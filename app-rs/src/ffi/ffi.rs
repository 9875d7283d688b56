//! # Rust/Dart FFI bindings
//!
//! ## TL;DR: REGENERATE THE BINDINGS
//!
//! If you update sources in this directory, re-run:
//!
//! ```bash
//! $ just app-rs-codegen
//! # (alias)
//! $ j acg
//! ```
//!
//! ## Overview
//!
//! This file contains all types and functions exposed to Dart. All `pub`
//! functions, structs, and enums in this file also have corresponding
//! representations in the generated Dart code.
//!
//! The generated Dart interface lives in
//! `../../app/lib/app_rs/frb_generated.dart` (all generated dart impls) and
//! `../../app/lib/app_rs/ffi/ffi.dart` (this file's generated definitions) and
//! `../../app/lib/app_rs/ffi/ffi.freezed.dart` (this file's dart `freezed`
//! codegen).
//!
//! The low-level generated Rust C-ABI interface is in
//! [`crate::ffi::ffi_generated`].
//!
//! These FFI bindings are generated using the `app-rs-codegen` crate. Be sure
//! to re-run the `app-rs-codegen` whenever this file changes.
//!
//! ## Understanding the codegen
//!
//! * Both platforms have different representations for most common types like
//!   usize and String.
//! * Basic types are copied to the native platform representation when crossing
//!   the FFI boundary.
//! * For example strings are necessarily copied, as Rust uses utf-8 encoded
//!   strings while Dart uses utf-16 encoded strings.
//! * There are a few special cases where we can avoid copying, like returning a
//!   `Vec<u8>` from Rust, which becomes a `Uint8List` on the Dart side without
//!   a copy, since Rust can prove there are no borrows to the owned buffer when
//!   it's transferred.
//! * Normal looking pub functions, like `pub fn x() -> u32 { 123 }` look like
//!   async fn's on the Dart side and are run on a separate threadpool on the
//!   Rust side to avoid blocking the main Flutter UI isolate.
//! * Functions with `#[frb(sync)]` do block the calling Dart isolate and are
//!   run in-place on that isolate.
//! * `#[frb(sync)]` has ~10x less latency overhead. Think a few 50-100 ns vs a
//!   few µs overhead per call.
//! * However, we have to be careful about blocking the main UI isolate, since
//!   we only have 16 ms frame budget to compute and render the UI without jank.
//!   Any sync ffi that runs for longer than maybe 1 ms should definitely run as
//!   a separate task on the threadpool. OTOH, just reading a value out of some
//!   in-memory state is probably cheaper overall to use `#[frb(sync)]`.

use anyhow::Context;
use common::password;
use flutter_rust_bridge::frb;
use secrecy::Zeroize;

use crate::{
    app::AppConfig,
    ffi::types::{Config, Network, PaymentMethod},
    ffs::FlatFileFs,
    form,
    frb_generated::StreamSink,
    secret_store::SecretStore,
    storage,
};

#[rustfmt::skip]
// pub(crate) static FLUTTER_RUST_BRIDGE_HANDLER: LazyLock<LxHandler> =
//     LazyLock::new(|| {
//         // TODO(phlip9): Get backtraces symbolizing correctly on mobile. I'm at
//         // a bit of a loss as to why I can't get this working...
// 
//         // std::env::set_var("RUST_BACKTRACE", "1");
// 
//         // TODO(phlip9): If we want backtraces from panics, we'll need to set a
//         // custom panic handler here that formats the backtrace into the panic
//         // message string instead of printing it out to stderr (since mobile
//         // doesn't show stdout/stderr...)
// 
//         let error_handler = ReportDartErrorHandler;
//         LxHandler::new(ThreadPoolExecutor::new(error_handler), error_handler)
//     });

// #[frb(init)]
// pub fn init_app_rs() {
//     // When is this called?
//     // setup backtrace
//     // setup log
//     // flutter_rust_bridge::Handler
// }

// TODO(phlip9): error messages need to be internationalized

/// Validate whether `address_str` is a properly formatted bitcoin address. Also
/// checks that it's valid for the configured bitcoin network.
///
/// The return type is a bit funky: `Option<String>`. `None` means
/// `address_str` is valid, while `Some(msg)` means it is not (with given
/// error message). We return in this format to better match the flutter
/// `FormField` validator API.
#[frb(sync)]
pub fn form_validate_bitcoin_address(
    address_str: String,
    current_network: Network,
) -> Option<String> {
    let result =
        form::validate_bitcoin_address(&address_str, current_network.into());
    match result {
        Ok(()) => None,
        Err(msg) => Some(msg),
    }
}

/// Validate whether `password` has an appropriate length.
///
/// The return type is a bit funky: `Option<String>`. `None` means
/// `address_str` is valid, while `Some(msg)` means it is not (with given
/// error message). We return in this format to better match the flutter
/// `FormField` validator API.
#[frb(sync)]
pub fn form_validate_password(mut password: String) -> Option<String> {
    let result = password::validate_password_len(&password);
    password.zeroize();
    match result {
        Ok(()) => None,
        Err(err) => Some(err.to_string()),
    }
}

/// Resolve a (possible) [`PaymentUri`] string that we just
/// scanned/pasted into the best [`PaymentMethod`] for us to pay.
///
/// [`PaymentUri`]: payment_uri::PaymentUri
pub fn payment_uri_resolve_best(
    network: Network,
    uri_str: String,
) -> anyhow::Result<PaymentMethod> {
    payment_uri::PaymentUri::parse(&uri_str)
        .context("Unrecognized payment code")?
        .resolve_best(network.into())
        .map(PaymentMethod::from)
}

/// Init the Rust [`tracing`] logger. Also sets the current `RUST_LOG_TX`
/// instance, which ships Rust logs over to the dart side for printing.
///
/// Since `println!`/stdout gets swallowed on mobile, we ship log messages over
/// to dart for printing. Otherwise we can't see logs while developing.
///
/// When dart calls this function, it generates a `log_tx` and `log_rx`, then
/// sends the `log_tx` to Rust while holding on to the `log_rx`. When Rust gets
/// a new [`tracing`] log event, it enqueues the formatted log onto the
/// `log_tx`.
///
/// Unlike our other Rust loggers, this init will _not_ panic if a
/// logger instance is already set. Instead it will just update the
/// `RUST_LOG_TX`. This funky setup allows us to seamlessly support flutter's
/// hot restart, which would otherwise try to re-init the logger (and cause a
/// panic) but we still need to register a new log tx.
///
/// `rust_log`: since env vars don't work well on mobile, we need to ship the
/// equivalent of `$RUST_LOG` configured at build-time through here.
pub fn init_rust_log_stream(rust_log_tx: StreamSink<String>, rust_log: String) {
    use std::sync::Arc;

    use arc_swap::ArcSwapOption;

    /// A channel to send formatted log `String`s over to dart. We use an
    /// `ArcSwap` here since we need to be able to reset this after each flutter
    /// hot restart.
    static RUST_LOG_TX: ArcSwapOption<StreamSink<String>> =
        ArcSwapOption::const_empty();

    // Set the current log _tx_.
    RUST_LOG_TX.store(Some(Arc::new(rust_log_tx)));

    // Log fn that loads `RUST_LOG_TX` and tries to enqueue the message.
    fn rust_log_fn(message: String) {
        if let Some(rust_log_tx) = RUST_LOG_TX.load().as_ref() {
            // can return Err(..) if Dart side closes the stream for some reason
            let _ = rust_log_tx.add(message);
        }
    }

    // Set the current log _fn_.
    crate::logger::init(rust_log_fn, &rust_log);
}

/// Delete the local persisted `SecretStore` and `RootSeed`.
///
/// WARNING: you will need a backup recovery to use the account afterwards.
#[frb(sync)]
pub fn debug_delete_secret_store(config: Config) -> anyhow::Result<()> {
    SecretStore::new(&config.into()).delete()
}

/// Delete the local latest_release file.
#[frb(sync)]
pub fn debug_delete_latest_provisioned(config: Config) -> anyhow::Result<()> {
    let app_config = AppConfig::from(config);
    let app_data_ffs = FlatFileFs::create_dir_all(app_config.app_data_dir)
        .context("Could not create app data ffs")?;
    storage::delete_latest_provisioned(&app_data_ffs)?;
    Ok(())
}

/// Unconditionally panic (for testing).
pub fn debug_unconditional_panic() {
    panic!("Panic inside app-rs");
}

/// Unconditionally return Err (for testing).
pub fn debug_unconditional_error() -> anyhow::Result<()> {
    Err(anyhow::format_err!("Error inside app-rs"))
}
--
### Task prompt
Lines with the word "static" in them should be copied from the preceding records.

### Answer
// pub(crate) static FLUTTER_RUST_BRIDGE_HANDLER: LazyLock<LxHandler> =
    static RUST_LOG_TX: ArcSwapOption<StreamSink<String>> =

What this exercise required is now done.